Stored data entries:
BEGIN

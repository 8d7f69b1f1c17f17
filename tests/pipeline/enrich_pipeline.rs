use std::sync::Arc;
use std::time::Duration;

use crate::support::helpers::{
    init_tracing, sample_catalog, wait_for_catalog_status, wait_for_dead_letters, wait_for_stall,
    FlakyStore, ItemScript, ScriptedProvider,
};
use anyhow::{bail, Result};
use enrichflow::{
    CatalogStatus, EnrichmentPipeline, InMemoryStore, ItemStatus, PipelineConfig, ProviderKind,
};

#[tokio::test(flavor = "multi_thread", worker_threads = 4)]
async fn pipeline_enriches_a_catalog_end_to_end() -> Result<()> {
    init_tracing();
    let config = PipelineConfig::builder()
        .provider(ProviderKind::Amazon)
        .batch_size(20)
        .worker_count(4)
        .poll_wait(Duration::from_millis(50))
        .provider_timeout(Duration::from_millis(500))
        .retry_initial_backoff(Duration::from_millis(5))
        .retry_max_backoff(Duration::from_millis(20))
        .build()?;

    let provider = Arc::new(ScriptedProvider::new());
    let store = Arc::new(InMemoryStore::new());
    let mut pipeline = EnrichmentPipeline::new(config, provider.clone(), store.clone());

    pipeline.start().await?;
    let receipt = pipeline.submit_catalog(&sample_catalog("cat-e2e", 45)).await?;
    assert_eq!(receipt.total_items, 45);
    assert_eq!(receipt.total_batches, 3);
    assert_eq!(receipt.batch_ids[0], "cat-e2e:0001");

    wait_for_catalog_status(
        &pipeline,
        "cat-e2e",
        CatalogStatus::Completed,
        Duration::from_secs(10),
    )
    .await?;
    pipeline.stop().await?;

    let progress = pipeline.progress("cat-e2e").await?;
    assert_eq!(progress.items_succeeded, 45);
    assert_eq!(progress.items_failed, 0);
    assert_eq!(progress.batches_reported, 3);
    assert_eq!(progress.batches_dead_lettered, 0);
    assert!((progress.percent_complete - 100.0).abs() < f64::EPSILON);
    assert!(progress.finished_at.is_some());

    assert_eq!(store.enriched_count("cat-e2e").await, 45);
    let items = store.catalog_items("cat-e2e").await;
    assert_eq!(items.len(), 45);
    assert!(items.iter().all(|item| item.status == ItemStatus::Completed));
    let record = store
        .get("cat-e2e", "item-0")
        .await
        .expect("item-0 should be persisted");
    let fields = record.enriched.expect("item-0 should carry enriched fields");
    assert_eq!(fields.name.as_deref(), Some("Enriched item-0"));
    assert_eq!(fields.vendor_item_id.as_deref(), Some("SKU-item-0"));
    assert_eq!(fields.source, "scripted");

    let stats = pipeline.queue_stats().await;
    assert_eq!(stats.visible, 0, "queue should be drained");
    assert_eq!(stats.in_flight, 0);
    assert_eq!(stats.dead_lettered, 0);

    let telemetry = pipeline.telemetry();
    assert_eq!(telemetry.items_enriched(), 45);
    assert_eq!(telemetry.items_failed(), 0);
    assert_eq!(telemetry.batches_completed(), 3);
    assert_eq!(provider.total_calls(), 45, "one vendor call per item");

    Ok(())
}

#[tokio::test(flavor = "multi_thread", worker_threads = 4)]
async fn vendor_misses_leave_the_catalog_partially_completed() -> Result<()> {
    init_tracing();
    let config = PipelineConfig::builder()
        .provider(ProviderKind::Amazon)
        .batch_size(20)
        .worker_count(2)
        .poll_wait(Duration::from_millis(50))
        .provider_timeout(Duration::from_millis(500))
        .retry_initial_backoff(Duration::from_millis(5))
        .retry_max_backoff(Duration::from_millis(20))
        .build()?;

    let provider = Arc::new(ScriptedProvider::new());
    provider.script("item-3", ItemScript::Permanent);
    provider.script("item-21", ItemScript::Permanent);
    let store = Arc::new(InMemoryStore::new());
    let mut pipeline = EnrichmentPipeline::new(config, provider.clone(), store.clone());

    pipeline.start().await?;
    pipeline.submit_catalog(&sample_catalog("cat-partial", 25)).await?;
    wait_for_catalog_status(
        &pipeline,
        "cat-partial",
        CatalogStatus::PartiallyCompleted,
        Duration::from_secs(10),
    )
    .await?;
    pipeline.stop().await?;

    let progress = pipeline.progress("cat-partial").await?;
    assert_eq!(progress.items_succeeded, 23);
    assert_eq!(progress.items_failed, 2);
    assert_eq!(progress.batches_reported, 2);
    assert_eq!(progress.batches_dead_lettered, 0);

    assert_eq!(store.enriched_count("cat-partial").await, 23);
    assert_eq!(store.failed_count("cat-partial").await, 2);
    let record = store
        .get("cat-partial", "item-3")
        .await
        .expect("failed item should still be persisted");
    assert_eq!(record.status, ItemStatus::Failed);
    assert!(record.enriched.is_none());
    assert!(
        record.errors.iter().any(|err| err.contains("no product matched")),
        "error trail should name the vendor miss, got {:?}",
        record.errors
    );

    // a permanent vendor miss is not worth a second call
    assert_eq!(provider.attempts_for("item-3"), 1);
    assert_eq!(pipeline.telemetry().items_failed(), 2);

    Ok(())
}

#[tokio::test(flavor = "multi_thread", worker_threads = 4)]
async fn transient_vendor_failures_retry_in_place() -> Result<()> {
    init_tracing();
    let config = PipelineConfig::builder()
        .provider(ProviderKind::Amazon)
        .batch_size(20)
        .worker_count(2)
        .poll_wait(Duration::from_millis(50))
        .provider_timeout(Duration::from_millis(500))
        .item_retry_attempts(3)
        .retry_initial_backoff(Duration::from_millis(5))
        .retry_max_backoff(Duration::from_millis(20))
        .build()?;

    let provider = Arc::new(ScriptedProvider::new());
    provider.script("item-4", ItemScript::FailTimes(2));
    let store = Arc::new(InMemoryStore::new());
    let mut pipeline = EnrichmentPipeline::new(config, provider.clone(), store.clone());

    pipeline.start().await?;
    pipeline.submit_catalog(&sample_catalog("cat-retry", 10)).await?;
    wait_for_catalog_status(
        &pipeline,
        "cat-retry",
        CatalogStatus::Completed,
        Duration::from_secs(10),
    )
    .await?;
    pipeline.stop().await?;

    // two connection resets, then the third attempt lands
    assert_eq!(provider.attempts_for("item-4"), 3);
    assert_eq!(pipeline.telemetry().provider_retries(), 2);

    let progress = pipeline.progress("cat-retry").await?;
    assert_eq!(progress.items_succeeded, 10);
    assert_eq!(progress.items_failed, 0);
    assert_eq!(store.enriched_count("cat-retry").await, 10);

    Ok(())
}

#[tokio::test(flavor = "multi_thread", worker_threads = 4)]
async fn store_outage_requeues_the_batch_without_double_counting() -> Result<()> {
    init_tracing();
    let config = PipelineConfig::builder()
        .provider(ProviderKind::Amazon)
        .batch_size(5)
        .worker_count(2)
        .poll_wait(Duration::from_millis(50))
        .provider_timeout(Duration::from_millis(500))
        .retry_initial_backoff(Duration::from_millis(5))
        .retry_max_backoff(Duration::from_millis(20))
        .build()?;

    let provider = Arc::new(ScriptedProvider::new());
    let store = Arc::new(FlakyStore::new(1));
    let mut pipeline = EnrichmentPipeline::new(config, provider.clone(), store.clone());

    pipeline.start().await?;
    pipeline.submit_catalog(&sample_catalog("cat-flaky", 5)).await?;
    wait_for_catalog_status(
        &pipeline,
        "cat-flaky",
        CatalogStatus::Completed,
        Duration::from_secs(10),
    )
    .await?;
    pipeline.stop().await?;

    // the first delivery loses one write and requeues; the redelivery
    // persists all five items, and the claim gate keeps the tallies single
    let progress = pipeline.progress("cat-flaky").await?;
    assert_eq!(progress.items_succeeded, 5);
    assert_eq!(progress.items_failed, 0);
    assert_eq!(progress.batches_reported, 1);

    let telemetry = pipeline.telemetry();
    assert_eq!(telemetry.batches_requeued(), 1);
    assert_eq!(telemetry.items_enriched(), 5);
    assert_eq!(telemetry.batches_completed(), 1);

    assert_eq!(store.inner().enriched_count("cat-flaky").await, 5);
    assert_eq!(
        store.inner().write_count(),
        9,
        "four writes from the aborted delivery plus five from the redelivery"
    );

    Ok(())
}

#[tokio::test(flavor = "multi_thread", worker_threads = 4)]
async fn exhausted_batches_dead_letter_and_replay_after_repair() -> Result<()> {
    init_tracing();
    let config = PipelineConfig::builder()
        .provider(ProviderKind::Amazon)
        .batch_size(5)
        .worker_count(2)
        .poll_wait(Duration::from_millis(50))
        .max_delivery_attempts(2)
        .provider_timeout(Duration::from_millis(500))
        .retry_initial_backoff(Duration::from_millis(5))
        .retry_max_backoff(Duration::from_millis(20))
        .build()?;

    let provider = Arc::new(ScriptedProvider::new());
    let store = Arc::new(FlakyStore::new(usize::MAX));
    let mut pipeline = EnrichmentPipeline::new(config, provider.clone(), store.clone());

    pipeline.start().await?;
    let receipt = pipeline.submit_catalog(&sample_catalog("cat-park", 5)).await?;
    let batch_id = receipt.batch_ids[0].clone();

    wait_for_dead_letters(&pipeline, 1, Duration::from_secs(10)).await?;
    let parked = pipeline.dead_letters().await;
    assert_eq!(parked.len(), 1);
    assert_eq!(parked[0].payload().batch_id, batch_id);
    assert_eq!(parked[0].attempts(), 2);
    assert!(
        parked[0].reason().contains("failed to persist"),
        "park reason should name the store failure, got {:?}",
        parked[0].reason()
    );

    // the reconciler sweep marks the batch, and with its only batch parked
    // the catalog lands on error
    wait_for_catalog_status(
        &pipeline,
        "cat-park",
        CatalogStatus::Error,
        Duration::from_secs(10),
    )
    .await?;
    let progress = pipeline.progress("cat-park").await?;
    assert_eq!(progress.batches_dead_lettered, 1);
    assert_eq!(progress.items_failed, 5);
    assert_eq!(pipeline.telemetry().batches_dead_lettered(), 1);

    // repair the store, replay the batch, and the catalog recovers
    store.heal();
    pipeline.replay_dead_letter(&batch_id).await?;
    wait_for_catalog_status(
        &pipeline,
        "cat-park",
        CatalogStatus::Completed,
        Duration::from_secs(10),
    )
    .await?;
    pipeline.stop().await?;

    let progress = pipeline.progress("cat-park").await?;
    assert_eq!(progress.items_succeeded, 5);
    assert_eq!(progress.batches_reported, 1);
    assert_eq!(progress.batches_dead_lettered, 0);
    assert_eq!(store.inner().enriched_count("cat-park").await, 5);
    assert!(pipeline.dead_letters().await.is_empty());

    Ok(())
}

#[tokio::test(flavor = "multi_thread", worker_threads = 4)]
async fn hung_vendor_calls_trip_the_stall_watchdog() -> Result<()> {
    init_tracing();
    let config = PipelineConfig::builder()
        .provider(ProviderKind::Amazon)
        .batch_size(5)
        .worker_count(2)
        .poll_wait(Duration::from_millis(50))
        // long enough that the hang is a stall, not a per-call timeout
        .provider_timeout(Duration::from_secs(60))
        .item_retry_attempts(1)
        .retry_initial_backoff(Duration::from_millis(5))
        .retry_max_backoff(Duration::from_millis(20))
        .stall_window(Duration::from_millis(400))
        .build()?;

    let provider = Arc::new(ScriptedProvider::new());
    provider.script("item-0", ItemScript::Hang);
    let store = Arc::new(InMemoryStore::new());
    let mut pipeline = EnrichmentPipeline::new(config, provider.clone(), store.clone());

    pipeline.start().await?;
    pipeline.submit_catalog(&sample_catalog("cat-stall", 5)).await?;
    wait_for_stall(&pipeline, Duration::from_secs(5)).await?;

    let stall = pipeline.current_stall().expect("stall details should be recorded");
    assert_eq!(stall.in_flight, 1, "the hung batch should still be leased");
    assert_eq!(stall.visible, 0);
    assert!(stall.stalled_for >= Duration::from_millis(400));
    assert_eq!(pipeline.telemetry().stall_events(), 1);

    // the healthy items persisted before the stall was flagged
    assert_eq!(store.enriched_count("cat-stall").await, 4);

    // shutdown abandons the hung call instead of waiting out the vendor
    // timeout, and the interrupted batch goes back to the queue
    let Ok(stopped) = tokio::time::timeout(Duration::from_secs(2), pipeline.stop()).await else {
        bail!("pipeline stop did not finish while a vendor call hung");
    };
    stopped?;

    let stats = pipeline.queue_stats().await;
    assert_eq!(stats.visible, 1, "interrupted batch should be requeued");
    assert_eq!(stats.in_flight, 0);
    assert_eq!(pipeline.status("cat-stall").await?, CatalogStatus::Processing);

    Ok(())
}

END

- **EXERCISE OBJECTIVE**: Every line of the entries above that includes "still" should be copied.

- **YOUR RESPONSE**:
        .expect("failed item should still be persisted");
    assert_eq!(stall.in_flight, 1, "the hung batch should still be leased");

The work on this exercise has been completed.